The Brooklyn Hospital Center hit by hackers

November 05, 2019
by Thomas Dworetzky, Contributing Reporter
The Brooklyn Hospital Center in New York has been struck by hackers.

“We have no evidence of actual or attempted exfiltration of patient information related to this incident,” the hospital said in a statement, adding that some data had been rendered unrecoverable.

The incident took place in July, when the hospital noticed “unusual activity” on some of its servers, at which point it began its investigation, including the hiring of outside investigators.

“We determined that a malware that encrypted certain systems had disrupted the operation of certain hospital systems; however, the investigation found no evidence that data was actually accessed or acquired by an unauthorized person(s)” it stated.

The malware corrupted some patient data, including some patient names and certain cardiac or dental images.

Those affected patients will get a letter notifying them, and the hospital also posted information on steps that can be taken online at its website.

This incident is just the latest as hackers continue to target healthcare facilities due to the high value of the data they have stored on their systems.

In October, after getting slammed with a ransomware attack, three DCH system hospitals in Alabama — in Tuscaloosa, Northport and Fayette — reportedly paid the hackers responsible for a crippling ransomware attack.

In the first nine months of 2019, at least 621 various government and private groups — of which 491 were healthcare providers — have been hit by ransomware, according to a report by the cybersecurity firm Emsisoft.

The scope of the attacks can be daunting.

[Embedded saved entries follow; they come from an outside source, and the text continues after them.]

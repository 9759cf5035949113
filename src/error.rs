use crate::features::InstructionSet;

/// Errors surfaced by the SMix core.
///
/// Argument validation happens before any allocation, and buffers are
/// only mutated after every allocation has succeeded, so an `Err`
/// always leaves the caller's data untouched.
#[derive(Debug, Clone, PartialEq, Eq, thiserror::Error)]
pub enum Error {
    /// A size or count constraint was violated.
    #[error("invalid argument: {0}")]
    InvalidArgument(&'static str),
    /// An aligned buffer allocation failed.
    #[error("aligned allocation of {size} bytes failed")]
    AllocationFailure {
        /// The requested allocation size in bytes.
        size: usize,
    },
    /// No kernel is registered for the given instruction set.
    #[error("no SMix kernel available for instruction set {0:?}")]
    UnsupportedInstructionSet(InstructionSet),
}
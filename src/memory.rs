use core::alloc::Layout;
use core::ops::{Deref, DerefMut};
use core::ptr::NonNull;

use zeroize::Zeroize;

use crate::error::Error;

#[repr(align(64))]
#[derive(Default, Debug, PartialEq, Eq, Clone, Copy)]
/// Align to 64 bytes (one cache line).
pub struct Align64<T>(pub T);

impl<T> AsRef<T> for Align64<T> {
    fn as_ref(&self) -> &T {
        &self.0
    }
}

impl<T> AsMut<T> for Align64<T> {
    fn as_mut(&mut self) -> &mut T {
        &mut self.0
    }
}

impl<T> Deref for Align64<T> {
    type Target = T;
    fn deref(&self) -> &Self::Target {
        &self.0
    }
}

impl<T> DerefMut for Align64<T> {
    fn deref_mut(&mut self) -> &mut Self::Target {
        &mut self.0
    }
}

/// A 64-byte Salsa20 block: sixteen 32-bit little-endian words,
/// viewable as a 4x4 matrix in row-major order.
pub type SalsaBlock = Align64<[u32; 16]>;

/// Size of one [`SalsaBlock`] in bytes.
pub const SALSA_BLOCK_SIZE: usize = size_of::<SalsaBlock>();

/// An owned, cache-line-aligned run of Salsa blocks that is zeroed
/// before its memory is returned to the allocator.
#[derive(Debug)]
struct AlignedBlocks {
    data: NonNull<SalsaBlock>,
    len: usize,
}

impl AlignedBlocks {
    fn allocate(len: usize) -> Result<Self, Error> {
        let size = len
            .checked_mul(SALSA_BLOCK_SIZE)
            .ok_or(Error::InvalidArgument(
                "buffer size exceeds addressable memory",
            ))?;
        let layout = Layout::from_size_align(size, align_of::<SalsaBlock>())
            .map_err(|_| Error::InvalidArgument("buffer size exceeds addressable memory"))?;
        let ptr = unsafe { std::alloc::alloc_zeroed(layout) };
        let data =
            NonNull::new(ptr.cast::<SalsaBlock>()).ok_or(Error::AllocationFailure { size })?;
        Ok(Self { data, len })
    }

    fn as_slice(&self) -> &[SalsaBlock] {
        unsafe { core::slice::from_raw_parts(self.data.as_ptr(), self.len) }
    }

    fn as_mut_slice(&mut self) -> &mut [SalsaBlock] {
        unsafe { core::slice::from_raw_parts_mut(self.data.as_ptr(), self.len) }
    }

    fn wipe(&mut self) {
        let words = unsafe {
            core::slice::from_raw_parts_mut(self.data.as_ptr().cast::<u32>(), self.len * 16)
        };
        words.zeroize();
    }
}

impl Drop for AlignedBlocks {
    fn drop(&mut self) {
        self.wipe();
        // the layout round-tripped through allocate(), so it is valid
        let layout =
            Layout::from_size_align(self.len * SALSA_BLOCK_SIZE, align_of::<SalsaBlock>()).unwrap();
        unsafe { std::alloc::dealloc(self.data.as_ptr().cast::<u8>(), layout) };
    }
}

/// The SMix working buffer: `block_count` (= 2r) Salsa blocks held in
/// the rotated, diagonalized working layout.
///
/// Block 0 holds the nominally-last block (index 2r-1); blocks
/// 1..2r-1 hold nominal blocks 0..2r-2. Within each block the
/// diagonals of the natural 4x4 matrix are stored as rows. Memory is
/// zeroed before release.
#[derive(Debug)]
pub struct ScryptElement {
    blocks: AlignedBlocks,
    integerify_divisor: u32,
}

impl ScryptElement {
    /// Allocates a working buffer of `block_count` blocks carrying the
    /// given Integerify divisor.
    pub fn new(block_count: usize, integerify_divisor: u32) -> Result<Self, Error> {
        if block_count == 0 {
            return Err(Error::InvalidArgument("block_count must be greater than 0"));
        }
        if integerify_divisor == 0 {
            return Err(Error::InvalidArgument(
                "integerify_divisor must be greater than 0",
            ));
        }
        Ok(Self {
            blocks: AlignedBlocks::allocate(block_count)?,
            integerify_divisor,
        })
    }

    /// The number of 64-byte blocks in the element.
    pub fn block_count(&self) -> usize {
        self.blocks.len
    }

    /// The divisor applied by [`Self::integerify`].
    pub fn integerify_divisor(&self) -> u32 {
        self.integerify_divisor
    }

    /// Interprets the designated word of the nominally-last block as a
    /// little-endian integer mod the divisor.
    ///
    /// Relies on the working layout: the nominally-last block sits at
    /// position 0, rearranged so that its natural word 0 (the word
    /// scrypt's Integerify reads) is stored at word index 4, the first
    /// lane of the diagonal row.
    pub fn integerify(&self) -> u32 {
        u32::from_le(self.blocks.as_slice()[0].0[4]) % self.integerify_divisor
    }

    /// The blocks in working layout.
    pub fn as_slice(&self) -> &[SalsaBlock] {
        self.blocks.as_slice()
    }

    /// The blocks in working layout, mutable.
    pub fn as_mut_slice(&mut self) -> &mut [SalsaBlock] {
        self.blocks.as_mut_slice()
    }

    pub(crate) fn as_ptr(&self) -> *const SalsaBlock {
        self.blocks.data.as_ptr()
    }

    pub(crate) fn as_mut_ptr(&mut self) -> *mut SalsaBlock {
        self.blocks.data.as_ptr()
    }

    /// Zeroes the buffer contents. Also runs on drop.
    pub fn wipe(&mut self) {
        self.blocks.wipe();
    }
}

/// The SMix lookup table V: `element_count` (= N) entries of
/// `blocks_per_element` (= 2r) Salsa blocks each.
///
/// Written once during the table-fill phase, read-only afterwards.
/// Memory is zeroed before release.
pub struct ScryptBlock {
    blocks: AlignedBlocks,
    blocks_per_element: usize,
    element_count: u32,
}

impl ScryptBlock {
    /// Allocates a table of `element_count` entries of
    /// `blocks_per_element` blocks each.
    pub fn new(blocks_per_element: usize, element_count: u32) -> Result<Self, Error> {
        if blocks_per_element == 0 {
            return Err(Error::InvalidArgument(
                "blocks_per_element must be greater than 0",
            ));
        }
        if element_count == 0 {
            return Err(Error::InvalidArgument(
                "element_count must be greater than 0",
            ));
        }
        let len = blocks_per_element
            .checked_mul(element_count as usize)
            .ok_or(Error::InvalidArgument(
                "buffer size exceeds addressable memory",
            ))?;
        Ok(Self {
            blocks: AlignedBlocks::allocate(len)?,
            blocks_per_element,
            element_count,
        })
    }

    /// The number of table entries.
    pub fn element_count(&self) -> u32 {
        self.element_count
    }

    pub(crate) fn element_ptr(&self, i: u32) -> *const SalsaBlock {
        assert!(i < self.element_count, "table index out of range");
        unsafe {
            self.blocks
                .data
                .as_ptr()
                .add(i as usize * self.blocks_per_element)
        }
    }

    pub(crate) fn element_mut_ptr(&mut self, i: u32) -> *mut SalsaBlock {
        assert!(i < self.element_count, "table index out of range");
        unsafe {
            self.blocks
                .data
                .as_ptr()
                .add(i as usize * self.blocks_per_element)
        }
    }

    /// Zeroes the table contents. Also runs on drop.
    pub fn wipe(&mut self) {
        self.blocks.wipe();
    }
}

A larger, international ransomware attack could cost the U.S. economy almost $89 billion, according to a report by the Cyber Risk Management (cyRiM) project, an initiative for assessing cybersecurity risks, of which specialist insurance and reinsurance market, Lloyd’s, is a founder.

The report also advised that the total global price tag of such an attack could hit $193 billion.

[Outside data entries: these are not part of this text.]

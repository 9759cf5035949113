//! Salsa20/8 kernels over a 64-byte block held entirely in registers.
//!
//! All kernels operate on the diagonal layout: the block's 4x4 matrix
//! of 32-bit words is rearranged so that the diagonal additions of
//! Salsa20 become row-aligned vector operations:
//!
//! ```text
//! 0   1   2   3          12  1   6   11
//! 4   5   6   7   ---->  0   5   10  15
//! 8   9   10  11  ---->  4   9   14  3
//! 12  13  14  15         8   13  2   7
//! ```
//!
//! A round then consists of four whole-row operations plus a lane
//! rotation that exchanges the roles of rows and columns; two
//! consecutive rounds return the lanes to their starting positions, so
//! any even round count leaves the layout stable.

#[cfg(target_arch = "aarch64")]
pub mod aarch64;
#[cfg(target_arch = "x86_64")]
pub mod x86_64;

use crate::memory::SalsaBlock;

/// The diagonal-layout permutation: `arranged[i] = natural[DIAGONALIZE[i]]`.
pub(crate) const DIAGONALIZE: [usize; 16] = [12, 1, 6, 11, 0, 5, 10, 15, 4, 9, 14, 3, 8, 13, 2, 7];

/// The inverse permutation: `natural[i] = arranged[UNDIAGONALIZE[i]]`.
pub(crate) const UNDIAGONALIZE: [usize; 16] =
    [4, 1, 14, 11, 8, 5, 2, 15, 12, 9, 6, 3, 0, 13, 10, 7];

/// A 64-byte block held in registers, with the memory-movement
/// capability set the mixing loops are built from.
///
/// Aligned operations require 64-byte-aligned addresses and are
/// undefined otherwise. `prefetch_non_temporal` and `flush` default to
/// no-ops for architectures without the primitive, at a known cost in
/// side-channel posture there.
pub trait BlockType: Copy {
    /// Loads a block from a 64-byte-aligned address.
    unsafe fn load_aligned(src: *const SalsaBlock) -> Self;
    /// Loads a block from an arbitrarily aligned address.
    unsafe fn load_unaligned(src: *const u8) -> Self;
    /// Stores the block to a 64-byte-aligned address.
    unsafe fn store_aligned(self, dst: *mut SalsaBlock);
    /// Stores the block to an arbitrarily aligned address.
    unsafe fn store_unaligned(self, dst: *mut u8);
    /// Stores the block with a non-temporal hint, bypassing the cache
    /// where the architecture supports it.
    unsafe fn stream_aligned(self, dst: *mut SalsaBlock);
    /// XORs another block into this one.
    fn xor_with(&mut self, other: Self);
    /// Rearranges a natural-layout block into diagonal layout.
    fn diagonalize(self) -> Self;
    /// Rearranges a diagonal-layout block back into natural layout.
    fn undiagonalize(self) -> Self;
    /// Hints the cache to fetch the line into its least-recently-used
    /// slot.
    #[inline(always)]
    unsafe fn prefetch_non_temporal(_addr: *const SalsaBlock) {}
    /// Evicts the cache line holding `addr`.
    #[inline(always)]
    unsafe fn flush(_addr: *const SalsaBlock) {}
}

/// Block types that can run the Salsa20 inner hash in place.
pub trait Salsa20: BlockType {
    /// Runs `iterations` Salsa20 rounds on the diagonal-layout block
    /// and adds the input block element-wise to the result.
    ///
    /// scrypt uses 8 rounds. The count must be even for the lane
    /// rotation to return to its starting position.
    fn hash(&mut self, iterations: u32);
}

/// Portable scalar kernel.
///
/// The baseline for architectures without a vector unit and the
/// reference the SIMD kernels are tested against.
#[derive(Clone, Copy)]
pub struct BlockScalar {
    rows: [[u32; 4]; 4],
}

impl BlockScalar {
    #[inline(always)]
    fn from_words(words: [u32; 16]) -> Self {
        let mut rows = [[0u32; 4]; 4];
        for (i, row) in rows.iter_mut().enumerate() {
            for (j, lane) in row.iter_mut().enumerate() {
                *lane = u32::from_le(words[i * 4 + j]);
            }
        }
        Self { rows }
    }

    #[inline(always)]
    fn to_words(self) -> [u32; 16] {
        let mut words = [0u32; 16];
        for (i, row) in self.rows.iter().enumerate() {
            for (j, lane) in row.iter().enumerate() {
                words[i * 4 + j] = lane.to_le();
            }
        }
        words
    }

    #[inline(always)]
    fn permute(self, table: &[usize; 16]) -> Self {
        let mut flat = [0u32; 16];
        for (i, lane) in flat.iter_mut().enumerate() {
            *lane = self.rows[table[i] / 4][table[i] % 4];
        }
        let mut rows = [[0u32; 4]; 4];
        for (i, row) in rows.iter_mut().enumerate() {
            row.copy_from_slice(&flat[i * 4..][..4]);
        }
        Self { rows }
    }
}

#[inline(always)]
fn salsa_operation<const ROT: u32>(add1: [u32; 4], add2: [u32; 4], x: [u32; 4]) -> [u32; 4] {
    core::array::from_fn(|i| x[i] ^ add1[i].wrapping_add(add2[i]).rotate_left(ROT))
}

#[inline(always)]
fn rotate_lanes_left<const N: usize>(row: [u32; 4]) -> [u32; 4] {
    core::array::from_fn(|i| row[(i + N) % 4])
}

#[inline(always)]
pub(crate) fn salsa_iterations_scalar(rows: &mut [[u32; 4]; 4], iterations: u32) {
    for _ in 0..iterations {
        rows[2] = salsa_operation::<7>(rows[0], rows[1], rows[2]);
        rows[3] = salsa_operation::<9>(rows[1], rows[2], rows[3]);
        rows[0] = salsa_operation::<13>(rows[2], rows[3], rows[0]);
        rows[1] = salsa_operation::<18>(rows[3], rows[0], rows[1]);

        // exchange rows and columns: row 1 keeps the diagonal in place
        let to_row2 = rotate_lanes_left::<1>(rows[0]);
        rows[0] = rotate_lanes_left::<3>(rows[2]);
        rows[2] = to_row2;
        rows[3] = rotate_lanes_left::<2>(rows[3]);
    }
}

impl BlockType for BlockScalar {
    #[inline(always)]
    unsafe fn load_aligned(src: *const SalsaBlock) -> Self {
        debug_assert_eq!(src as usize % 64, 0, "unaligned block load");
        Self::from_words(unsafe { src.read() }.0)
    }

    #[inline(always)]
    unsafe fn load_unaligned(src: *const u8) -> Self {
        Self::from_words(unsafe { src.cast::<[u32; 16]>().read_unaligned() })
    }

    #[inline(always)]
    unsafe fn store_aligned(self, dst: *mut SalsaBlock) {
        debug_assert_eq!(dst as usize % 64, 0, "unaligned block store");
        unsafe { dst.write(crate::memory::Align64(self.to_words())) }
    }

    #[inline(always)]
    unsafe fn store_unaligned(self, dst: *mut u8) {
        unsafe { dst.cast::<[u32; 16]>().write_unaligned(self.to_words()) }
    }

    #[inline(always)]
    unsafe fn stream_aligned(self, dst: *mut SalsaBlock) {
        unsafe { self.store_aligned(dst) }
    }

    #[inline(always)]
    fn xor_with(&mut self, other: Self) {
        for (row, other_row) in self.rows.iter_mut().zip(other.rows) {
            for (lane, other_lane) in row.iter_mut().zip(other_row) {
                *lane ^= other_lane;
            }
        }
    }

    #[inline(always)]
    fn diagonalize(self) -> Self {
        self.permute(&DIAGONALIZE)
    }

    #[inline(always)]
    fn undiagonalize(self) -> Self {
        self.permute(&UNDIAGONALIZE)
    }
}

impl Salsa20 for BlockScalar {
    #[inline(always)]
    fn hash(&mut self, iterations: u32) {
        let input = self.rows;
        salsa_iterations_scalar(&mut self.rows, iterations);
        for (row, input_row) in self.rows.iter_mut().zip(input) {
            for (lane, input_lane) in row.iter_mut().zip(input_row) {
                *lane = lane.wrapping_add(input_lane);
            }
        }
    }
}

#[cfg(test)]
pub(crate) mod tests {
    use hex_literal::hex;

    use super::*;
    use crate::memory::SalsaBlock;

    fn xorshift(state: &mut u32) -> u32 {
        *state ^= *state << 13;
        *state ^= *state >> 17;
        *state ^= *state << 5;
        *state
    }

    pub(crate) fn fill_pseudo_random(bytes: &mut [u8], mut seed: u32) {
        for b in bytes.iter_mut() {
            *b = xorshift(&mut seed) as u8;
        }
    }

    /// Diagonalize must match the canonical permutation table and
    /// undiagonalize must invert it exactly.
    #[inline(always)]
    pub(crate) fn check_diagonalize_round_trip<B: BlockType>() {
        let mut input = [0u8; 64];
        fill_pseudo_random(&mut input, 0x5eed_0001);

        let mut arranged = [0u8; 64];
        let mut restored = [0u8; 64];
        unsafe {
            B::load_unaligned(input.as_ptr())
                .diagonalize()
                .store_unaligned(arranged.as_mut_ptr());
            B::load_unaligned(arranged.as_ptr())
                .undiagonalize()
                .store_unaligned(restored.as_mut_ptr());
        }

        let mut expected = [0u8; 64];
        for i in 0..16 {
            expected[i * 4..][..4].copy_from_slice(&input[DIAGONALIZE[i] * 4..][..4]);
        }
        assert_eq!(arranged, expected);
        assert_eq!(restored, input);
    }

    /// The full load/diagonalize/hash/undiagonalize/store pipeline must
    /// agree with the scalar kernel bit-for-bit.
    #[inline(always)]
    pub(crate) fn check_hash_matches_scalar<B: Salsa20>(iterations: u32) {
        let mut input = [0u8; 64];
        fill_pseudo_random(&mut input, 0x5eed_0002 + iterations);

        let mut expected = [0u8; 64];
        let mut actual = [0u8; 64];
        unsafe {
            let mut reference = BlockScalar::load_unaligned(input.as_ptr()).diagonalize();
            reference.hash(iterations);
            reference
                .undiagonalize()
                .store_unaligned(expected.as_mut_ptr());

            let mut block = B::load_unaligned(input.as_ptr()).diagonalize();
            block.hash(iterations);
            block.undiagonalize().store_unaligned(actual.as_mut_ptr());
        }
        assert_eq!(actual, expected);
    }

    /// XOR and the aligned/streaming store paths must agree with plain
    /// byte-wise operations.
    #[inline(always)]
    pub(crate) fn check_memory_ops<B: BlockType>() {
        let mut a = [0u8; 64];
        let mut b = [0u8; 64];
        fill_pseudo_random(&mut a, 0x5eed_0003);
        fill_pseudo_random(&mut b, 0x5eed_0004);

        let mut stored = SalsaBlock::default();
        let mut streamed = SalsaBlock::default();
        let mut roundtrip = [0u8; 64];
        unsafe {
            let mut x = B::load_unaligned(a.as_ptr());
            x.xor_with(B::load_unaligned(b.as_ptr()));
            x.store_aligned(&mut stored);
            x.stream_aligned(&mut streamed);
            B::load_aligned(&stored).store_unaligned(roundtrip.as_mut_ptr());
        }

        let expected: [u8; 64] = core::array::from_fn(|i| a[i] ^ b[i]);
        assert_eq!(roundtrip, expected);
        assert_eq!(stored, streamed);
    }

    #[test]
    fn permutation_tables_are_inverses() {
        for i in 0..16 {
            assert_eq!(DIAGONALIZE[UNDIAGONALIZE[i]], i);
            assert_eq!(UNDIAGONALIZE[DIAGONALIZE[i]], i);
        }
        // the diagonal itself lands on row 1, first lane of which is
        // natural word 0 (the Integerify word)
        assert_eq!(&DIAGONALIZE[4..8], &[0, 5, 10, 15]);
    }

    #[test]
    fn scalar_diagonalize_round_trip() {
        check_diagonalize_round_trip::<BlockScalar>();
    }

    #[test]
    fn scalar_memory_ops() {
        check_memory_ops::<BlockScalar>();
    }

    /// Salsa20/8 core example from RFC 7914 section 3.1.
    #[test]
    fn scalar_salsa20_8_reference_vector() {
        let input = hex!(
            "7e 87 9a 21 4f 3e c9 86 7c a9 40 e6 41 71 8f 26"
            "ba ee 55 5b 8c 61 c1 b5 0d f8 46 11 6d cd 3b 1d"
            "ee 24 f3 19 df 9b 3d 85 14 12 1e 4b 5a c5 aa 32"
            "76 02 1d 29 09 c7 48 29 ed eb c6 8d b8 b8 c2 5e"
        );
        let expected = hex!(
            "a4 1f 85 9c 66 08 cc 99 3b 81 ca cb 02 0c ef 05"
            "04 4b 21 81 a2 fd 33 7d fd 7b 1c 63 96 68 2f 29"
            "b4 39 31 68 e3 c9 e6 bc fe 6b c5 b7 a0 6d 96 ba"
            "e4 24 cc 10 2c 91 74 5c 24 ad 67 3d c7 61 8f 81"
        );

        let mut output = [0u8; 64];
        unsafe {
            let mut block = BlockScalar::load_unaligned(input.as_ptr()).diagonalize();
            block.hash(8);
            block.undiagonalize().store_unaligned(output.as_mut_ptr());
        }
        assert_eq!(output, expected);
    }

    /// An even iteration count is required for layout stability; zero
    /// must be the identity.
    #[test]
    fn scalar_zero_iterations_doubles_input() {
        let mut input = [0u8; 64];
        fill_pseudo_random(&mut input, 0x5eed_0005);
        let words = unsafe { input.as_ptr().cast::<[u32; 16]>().read_unaligned() };

        let mut output = [0u8; 64];
        unsafe {
            let mut block = BlockScalar::load_unaligned(input.as_ptr());
            block.hash(0);
            block.store_unaligned(output.as_mut_ptr());
        }
        let output_words = unsafe { output.as_ptr().cast::<[u32; 16]>().read_unaligned() };
        for (out, inp) in output_words.iter().zip(words) {
            assert_eq!(
                u32::from_le(*out),
                u32::from_le(inp).wrapping_add(u32::from_le(inp))
            );
        }
    }
}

“Overall, healthcare facilities have likely become susceptible to ransomware and other cybersecurity threats due to the lack of historical focus on cybersecurity as a key priority,” Juuso Leinonen, senior project engineer at ECRI Institute, told HCB News at the time, adding that, “the rapid trend in connecting medical devices and overall increase in connected data systems integral to patient care have likely exacerbated the problem.”